Décrivant Gbehanzin (nom que portait désormais Kondo depuis son accession au trône le 1er juillet 1890 après la mort de son père Glélé le 28 décembre 1889), l’ auteur Maurice Ricord raconte que l’homme a 45 ans lorsqu’il succède à son père. « Il a le teint clair, le regard hautain, l’ attitude digne et fier », évoque t-il en outre . Il met l’accent sur les traits de caractère de celui-ci. « Sanguinaire, il était aussi a-t-il ajouté, un guerrier redoutable ». Cette caractéristique, notamment l’ amour de la guerre ( lorsque le contexte l’ exige) ajouté à l’ amour de la patrie que l’ auteur français a délibérément occulté sont communes d’ailleurs à tous les portraits qu’on a faits de ce roi. En fait, ces caractéristiques correspondent aux dimensions de l’ idéologie qui sous-tendait la ligne politique de la monarchie jusqu’à son renversement par les français en novembre 1892.

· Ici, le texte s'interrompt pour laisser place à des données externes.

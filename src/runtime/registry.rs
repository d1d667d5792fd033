//! Token arena: one record per registered coarray or allocatable component.
//!
//! Tokens are generational handles into a slot vector, so a handle that
//! outlives its registration is rejected instead of aliasing a newer one.

use std::fmt;
use std::ptr::{self, NonNull};
use std::sync::Arc;

use tracing::{debug, trace};

use crate::descriptor::Descriptor;
use crate::runtime::alloc::{Allocation, Allocator, Memory};
use crate::runtime::error::{CafError, CafResult};

#[derive(Debug, Clone, Copy, PartialEq, Eq, Hash, PartialOrd, Ord)]
pub struct TokenId {
    index: u32,
    generation: u32,
}

impl TokenId {
    /// Packs the handle into a non-zero integer for the C ABI.
    pub fn to_bits(self) -> u64 {
        ((u64::from(self.generation)) << 32) | (u64::from(self.index) + 1)
    }

    pub fn from_bits(bits: u64) -> Option<Self> {
        let low = (bits & 0xffff_ffff) as u32;
        let index = low.checked_sub(1)?;
        Some(Self {
            index,
            generation: (bits >> 32) as u32,
        })
    }
}

impl fmt::Display for TokenId {
    fn fmt(&self, f: &mut fmt::Formatter<'_>) -> fmt::Result {
        write!(f, "#{}.{}", self.index, self.generation)
    }
}

#[derive(Debug, Clone, Copy, PartialEq, Eq, Hash)]
pub enum RegistrationKind {
    CoarrayStatic,
    CoarrayAlloc,
    LockStatic,
    LockAlloc,
    Critical,
    EventStatic,
    EventAlloc,
}

impl RegistrationKind {
    pub fn from_code(code: i32) -> CafResult<Self> {
        Ok(match code {
            0 => RegistrationKind::CoarrayStatic,
            1 => RegistrationKind::CoarrayAlloc,
            2 => RegistrationKind::LockStatic,
            3 => RegistrationKind::LockAlloc,
            4 => RegistrationKind::Critical,
            5 => RegistrationKind::EventStatic,
            6 => RegistrationKind::EventAlloc,
            _ => return Err(CafError::UnknownRegistrationKind { code }),
        })
    }

    /// Lock, critical and event storage is sized in cells and zero-filled.
    pub fn is_synchronization(self) -> bool {
        !matches!(
            self,
            RegistrationKind::CoarrayStatic | RegistrationKind::CoarrayAlloc
        )
    }

    /// Registrations that live until the runtime is finalized.
    pub fn is_static(self) -> bool {
        matches!(
            self,
            RegistrationKind::CoarrayStatic
                | RegistrationKind::LockStatic
                | RegistrationKind::Critical
                | RegistrationKind::EventStatic
                | RegistrationKind::EventAlloc
        )
    }
}

/// Where a token's array descriptor lives: caller-provided (typically
/// embedded in the parent's storage) or created by the runtime for a
/// component it allocated on demand.
#[derive(Debug)]
pub(crate) struct DescriptorSlot {
    ptr: NonNull<Descriptor>,
    owned: bool,
}

impl DescriptorSlot {
    pub(crate) fn borrowed(ptr: NonNull<Descriptor>) -> Self {
        Self { ptr, owned: false }
    }

    pub(crate) fn owned(descriptor: Descriptor) -> Self {
        Self {
            ptr: NonNull::from(Box::leak(Box::new(descriptor))),
            owned: true,
        }
    }

    pub(crate) fn as_ptr(&self) -> *mut Descriptor {
        self.ptr.as_ptr()
    }
}

impl Drop for DescriptorSlot {
    fn drop(&mut self) {
        if self.owned {
            drop(unsafe { Box::from_raw(self.ptr.as_ptr()) });
        }
    }
}

#[derive(Debug)]
pub struct TokenRecord {
    memory: Memory,
    descriptor: Option<DescriptorSlot>,
    components: Vec<Option<TokenId>>,
    kind: RegistrationKind,
    parent: Option<TokenId>,
    /// Pointer-sized field in the parent that holds this component's data
    /// pointer, for scalar components allocated on demand.
    published: Option<NonNull<u8>>,
}

impl TokenRecord {
    pub fn memory_ptr(&self) -> *mut u8 {
        self.memory.as_ptr()
    }

    pub(crate) fn memory_non_null(&self) -> NonNull<u8> {
        self.memory.as_non_null()
    }

    pub fn len(&self) -> usize {
        self.memory.len()
    }

    pub fn is_empty(&self) -> bool {
        self.memory.is_empty()
    }

    pub fn owns_memory(&self) -> bool {
        self.memory.is_owned()
    }

    pub fn kind(&self) -> RegistrationKind {
        self.kind
    }

    pub fn component_count(&self) -> usize {
        self.components.len()
    }

    pub fn parent(&self) -> Option<TokenId> {
        self.parent
    }

    pub(crate) fn descriptor_ptr(&self) -> Option<*mut Descriptor> {
        self.descriptor.as_ref().map(DescriptorSlot::as_ptr)
    }

    pub fn descriptor(&self) -> Option<Descriptor> {
        self.descriptor_ptr()
            .map(|ptr| unsafe { Descriptor::load(ptr) })
    }
}

#[derive(Debug)]
struct Slot {
    generation: u32,
    record: Option<TokenRecord>,
}

pub struct Registry {
    slots: Vec<Slot>,
    free: Vec<u32>,
    allocator: Arc<dyn Allocator>,
}

impl Registry {
    pub fn new(allocator: Arc<dyn Allocator>) -> Self {
        Self {
            slots: Vec::new(),
            free: Vec::new(),
            allocator,
        }
    }

    pub fn allocator(&self) -> &Arc<dyn Allocator> {
        &self.allocator
    }

    pub fn live_tokens(&self) -> usize {
        self.slots.iter().filter(|slot| slot.record.is_some()).count()
    }

    pub fn record(&self, token: TokenId) -> CafResult<&TokenRecord> {
        self.slots
            .get(token.index as usize)
            .filter(|slot| slot.generation == token.generation)
            .and_then(|slot| slot.record.as_ref())
            .ok_or(CafError::InvalidToken { token })
    }

    pub(crate) fn record_mut(&mut self, token: TokenId) -> CafResult<&mut TokenRecord> {
        self.slots
            .get_mut(token.index as usize)
            .filter(|slot| slot.generation == token.generation)
            .and_then(|slot| slot.record.as_mut())
            .ok_or(CafError::InvalidToken { token })
    }

    fn insert(&mut self, record: TokenRecord) -> TokenId {
        if let Some(index) = self.free.pop() {
            let slot = &mut self.slots[index as usize];
            slot.record = Some(record);
            return TokenId {
                index,
                generation: slot.generation,
            };
        }
        let index = self.slots.len() as u32;
        self.slots.push(Slot {
            generation: 0,
            record: Some(record),
        });
        TokenId {
            index,
            generation: 0,
        }
    }

    fn remove(&mut self, token: TokenId) -> CafResult<TokenRecord> {
        self.record(token)?;
        let slot = &mut self.slots[token.index as usize];
        let record = slot.record.take().ok_or(CafError::InvalidToken { token })?;
        slot.generation = slot.generation.wrapping_add(1);
        self.free.push(token.index);
        Ok(record)
    }

    fn component_table(count: usize) -> CafResult<Vec<Option<TokenId>>> {
        let mut components = Vec::new();
        components
            .try_reserve_exact(count)
            .map_err(|_| CafError::allocation(count.saturating_mul(std::mem::size_of::<Option<TokenId>>())))?;
        components.resize(count, None);
        Ok(components)
    }

    /// Registers a top-level coarray. The record owns its storage until the
    /// token is deregistered.
    pub fn register(
        &mut self,
        size: usize,
        kind: RegistrationKind,
        unit_size: usize,
        num_components: usize,
    ) -> CafResult<TokenId> {
        let bytes = if kind.is_synchronization() {
            size.checked_mul(unit_size.max(1))
                .ok_or(CafError::allocation(usize::MAX))?
        } else {
            size
        };
        let memory = Memory::Owned(Allocation::new(&self.allocator, bytes)?);
        let components = Self::component_table(num_components)?;
        let record = TokenRecord {
            memory,
            descriptor: None,
            components,
            kind,
            parent: None,
            published: None,
        };
        let token = self.insert(record);
        debug!(%token, bytes, ?kind, num_components, "registered coarray");
        Ok(token)
    }

    /// Registers allocatable component `index` of `parent`. Storage is
    /// allocated, and published through the descriptor, only when the
    /// descriptor has none yet.
    pub(crate) fn register_component(
        &mut self,
        parent: TokenId,
        kind: RegistrationKind,
        size: usize,
        index: usize,
        descriptor: DescriptorSlot,
        num_subcomponents: usize,
    ) -> CafResult<TokenId> {
        let count = self.record(parent)?.components.len();
        if index >= count {
            return Err(CafError::ComponentIndexOutOfRange { index, count });
        }
        if self.record(parent)?.components[index].is_some() {
            return Err(CafError::ComponentAlreadyRegistered { index });
        }
        let desc_ptr = descriptor.as_ptr();
        let existing = unsafe { Descriptor::load(desc_ptr) }.base_addr;
        let memory = match NonNull::new(existing) {
            Some(ptr) => Memory::Borrowed { ptr, len: size },
            None => Memory::Owned(Allocation::new(&self.allocator, size)?),
        };
        let components = Self::component_table(num_subcomponents)?;
        if let Memory::Owned(allocation) = &memory {
            let mut desc = unsafe { Descriptor::load(desc_ptr) };
            desc.base_addr = allocation.as_ptr();
            unsafe { desc.store(desc_ptr) };
        }
        let owned = memory.is_owned();
        let child = self.insert(TokenRecord {
            memory,
            descriptor: Some(descriptor),
            components,
            kind,
            parent: Some(parent),
            published: None,
        });
        self.record_mut(parent)?.components[index] = Some(child);
        debug!(%parent, %child, index, size, owned, "registered component");
        Ok(child)
    }

    pub fn component(&self, parent: TokenId, index: usize) -> CafResult<Option<TokenId>> {
        let components = &self.record(parent)?.components;
        components
            .get(index)
            .copied()
            .ok_or(CafError::ComponentIndexOutOfRange {
                index,
                count: components.len(),
            })
    }

    /// Releases top-level `token`, its storage and all of its registered
    /// components. Memory the runtime does not own is left alone.
    pub fn deregister(&mut self, token: TokenId) -> CafResult<()> {
        let record = self.record(token)?;
        if record.parent.is_some() {
            return Err(CafError::ComponentToken { token });
        }
        let count = record.components.len();
        for index in 0..count {
            self.deregister_component(token, index)?;
        }
        let record = self.remove(token)?;
        debug!(%token, owned = record.owns_memory(), "deregistered coarray");
        Ok(())
    }

    /// Releases component `index` of `parent` and its subtree, freeing the
    /// storage and clearing the descriptor's data pointer when the runtime
    /// allocated it. An empty slot is a no-op.
    pub fn deregister_component(&mut self, parent: TokenId, index: usize) -> CafResult<()> {
        let Some(child) = self.component(parent, index)? else {
            return Ok(());
        };
        let count = self.record(child)?.components.len();
        for sub in 0..count {
            self.deregister_component(child, sub)?;
        }
        let record = self.remove(child)?;
        if record.owns_memory() {
            if let Some(desc_ptr) = record.descriptor_ptr() {
                let mut desc = unsafe { Descriptor::load(desc_ptr) };
                desc.base_addr = ptr::null_mut();
                unsafe { desc.store(desc_ptr) };
            }
            if let Some(slot) = record.published {
                unsafe { ptr::write_unaligned(slot.as_ptr() as *mut *mut u8, ptr::null_mut()) };
            }
        }
        trace!(%parent, %child, index, "deregistered component");
        self.record_mut(parent)?.components[index] = None;
        Ok(())
    }

    /// Writes the data pointer of component `token` into `slot`, a
    /// pointer-sized field of its parent. Deregistration clears it again.
    ///
    /// # Safety
    /// `slot` must stay writable for as long as the parent is registered.
    pub(crate) unsafe fn publish(&mut self, token: TokenId, slot: NonNull<u8>) -> CafResult<()> {
        let record = self.record_mut(token)?;
        unsafe { ptr::write_unaligned(slot.as_ptr() as *mut *mut u8, record.memory_ptr()) };
        record.published = Some(slot);
        Ok(())
    }

    /// Replaces the storage of `token` with a fresh runtime-owned block of
    /// `size` bytes, releasing the previous block if the runtime owned it.
    pub(crate) fn reallocate(&mut self, token: TokenId, size: usize) -> CafResult<*mut u8> {
        let allocation = Allocation::new(&self.allocator, size)?;
        let ptr = allocation.as_ptr();
        let record = self.record_mut(token)?;
        record.memory = Memory::Owned(allocation);
        debug!(%token, size, "reallocated component storage");
        Ok(ptr)
    }
}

Pour autant que cherchait l’ imperialisme colonialiste occidental en Afrique dans la deuxième moitié du 19 siècle si ce n’ était l’ appat du gain facile, sinon l’appropriation des terres africaines ? Ce qui fit dire à Aimé Césaire dans « le discours sur le colonialisme » , paru en 1950 (qui d’ ailleurs est un acte d’accusation contre la civilisation blanche et l’idéologie froide) que la cause réelle de la conquête coloniale était l’ esprit mercantile qu’elle incarnait.